▶ **The problem**: Please reproduce every record, keeping each one exactly as written.

────────────────────

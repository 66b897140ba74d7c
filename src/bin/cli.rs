use clap::{Parser, Subcommand};
use enroll::{
    config::RegistrationConfig,
    context::RequestContext,
    db,
    repositories::{
        token_repository::RegistrationTokenRepository, SqliteRegistrationTokenRepository,
        SqliteUserRepository, UserRepository,
    },
    services::{create_email_service, RegistrationService},
};
use std::sync::Arc;

#[derive(Parser)]
#[command(name = "enroll-cli")]
#[command(about = "CLI tool for managing enroll users and tokens", long_about = None)]
struct Cli {
    #[command(subcommand)]
    command: Commands,
}

#[derive(Subcommand)]
enum Commands {
    /// User management commands
    User {
        #[command(subcommand)]
        command: UserCommands,
    },

    /// Registration token commands
    Token {
        #[command(subcommand)]
        command: TokenCommands,
    },
}

#[derive(Subcommand)]
enum UserCommands {
    /// Create a new user
    Create {
        /// Email address
        #[arg(short, long)]
        email: String,
    },

    /// Mark a user's email as verified
    Verify {
        /// Email address of the user to verify
        #[arg(short, long)]
        email: String,
    },
}

#[derive(Subcommand)]
enum TokenCommands {
    /// Issue a registration token and send the activation mail
    Issue {
        /// Email address of the user
        #[arg(short, long)]
        email: String,

        /// Application base URI used to build the activation link
        #[arg(short, long)]
        base_uri: String,
    },

    /// Delete all expired registration tokens
    PurgeExpired,
}

#[tokio::main]
async fn main() -> Result<(), Box<dyn std::error::Error>> {
    // Load environment variables
    dotenvy::dotenv().ok();

    // Connect to database
    let pool = db::create_pool().await?;

    // Run migrations
    sqlx::migrate!("./migrations").run(&pool).await?;

    let user_repository = Arc::new(SqliteUserRepository::new(pool.clone()));
    let token_repository = Arc::new(SqliteRegistrationTokenRepository::new(pool.clone()));

    // Parse CLI arguments
    let cli = Cli::parse();

    match cli.command {
        Commands::User { command } => match command {
            UserCommands::Create { email } => {
                let user = user_repository.create_user(&email).await?;
                println!("Created user {} ({})", user.email, user.id);
            }
            UserCommands::Verify { email } => {
                let user = user_repository
                    .find_by_email(&email)
                    .await?
                    .ok_or(format!("No user with email {email}"))?;
                user_repository.verify_email(user.id).await?;
                println!("Marked {} as verified", email);
            }
        },
        Commands::Token { command } => match command {
            TokenCommands::Issue { email, base_uri } => {
                let config = RegistrationConfig::from_env()?;
                let email_service = create_email_service();
                let service = RegistrationService::new(
                    config,
                    token_repository,
                    user_repository.clone(),
                    email_service,
                );

                let ctx = RequestContext::new(&base_uri)?;
                let user = service
                    .find_user_by_email(&email)
                    .await?
                    .ok_or(format!("No user with email {email}"))?;

                service.send_registration_activation_mail(&ctx, &user).await?;
                println!("Activation mail sent to {}", email);
            }
            TokenCommands::PurgeExpired => {
                let now = chrono::Utc::now().to_rfc3339();
                let purged = token_repository.delete_expired(&now).await?;
                println!("Purged {} expired token(s)", purged);
            }
        },
    }

    Ok(())
}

────────────────────

▶ **Solution**:
repository 66b897140ba74d7c
filename src/bin/cli.rs
use clap::{Parser, Subcommand};
use enroll::{
    config::RegistrationConfig,
    context::RequestContext,
    db,
    repositories::{
        token_repository::RegistrationTokenRepository, SqliteRegistrationTokenRepository,
        SqliteUserRepository, UserRepository,
    },
    services::{create_email_service, RegistrationService},
};
use std::sync::Arc;

#[derive(Parser)]
#[command(name = "enroll-cli")]
#[command(about = "CLI tool for managing enroll users and tokens", long_about = None)]
struct Cli {
    #[command(subcommand)]
    command: Commands,
}

#[derive(Subcommand)]
enum Commands {
    /// User management commands
    User {
        #[command(subcommand)]
        command: UserCommands,
    },

    /// Registration token commands
    Token {
        #[command(subcommand)]
        command: TokenCommands,
    },
}

#[derive(Subcommand)]
enum UserCommands {
    /// Create a new user
    Create {
        /// Email address
        #[arg(short, long)]
        email: String,
    },

    /// Mark a user's email as verified
    Verify {
        /// Email address of the user to verify
        #[arg(short, long)]
        email: String,
    },
}

#[derive(Subcommand)]
enum TokenCommands {
    /// Issue a registration token and send the activation mail
    Issue {
        /// Email address of the user
        #[arg(short, long)]
        email: String,

        /// Application base URI used to build the activation link
        #[arg(short, long)]
        base_uri: String,
    },

    /// Delete all expired registration tokens
    PurgeExpired,
}

#[tokio::main]
async fn main() -> Result<(), Box<dyn std::error::Error>> {
    // Load environment variables
    dotenvy::dotenv().ok();

    // Connect to database
    let pool = db::create_pool().await?;

    // Run migrations
    sqlx::migrate!("./migrations").run(&pool).await?;

    let user_repository = Arc::new(SqliteUserRepository::new(pool.clone()));
    let token_repository = Arc::new(SqliteRegistrationTokenRepository::new(pool.clone()));

    // Parse CLI arguments
    let cli = Cli::parse();

    match cli.command {
        Commands::User { command } => match command {
            UserCommands::Create { email } => {
                let user = user_repository.create_user(&email).await?;
                println!("Created user {} ({})", user.email, user.id);
            }
            UserCommands::Verify { email } => {
                let user = user_repository
                    .find_by_email(&email)
                    .await?
                    .ok_or(format!("No user with email {email}"))?;
                user_repository.verify_email(user.id).await?;
                println!("Marked {} as verified", email);
            }
        },
        Commands::Token { command } => match command {
            TokenCommands::Issue { email, base_uri } => {
                let config = RegistrationConfig::from_env()?;
                let email_service = create_email_service();
                let service = RegistrationService::new(
                    config,
                    token_repository,
                    user_repository.clone(),
                    email_service,
                );

                let ctx = RequestContext::new(&base_uri)?;
                let user = service
                    .find_user_by_email(&email)
                    .await?
                    .ok_or(format!("No user with email {email}"))?;

                service.send_registration_activation_mail(&ctx, &user).await?;
                println!("Activation mail sent to {}", email);
            }
            TokenCommands::PurgeExpired => {
                let now = chrono::Utc::now().to_rfc3339();
                let purged = token_repository.delete_expired(&now).await?;
                println!("Purged {} expired token(s)", purged);
            }
        },
    }

    Ok(())
}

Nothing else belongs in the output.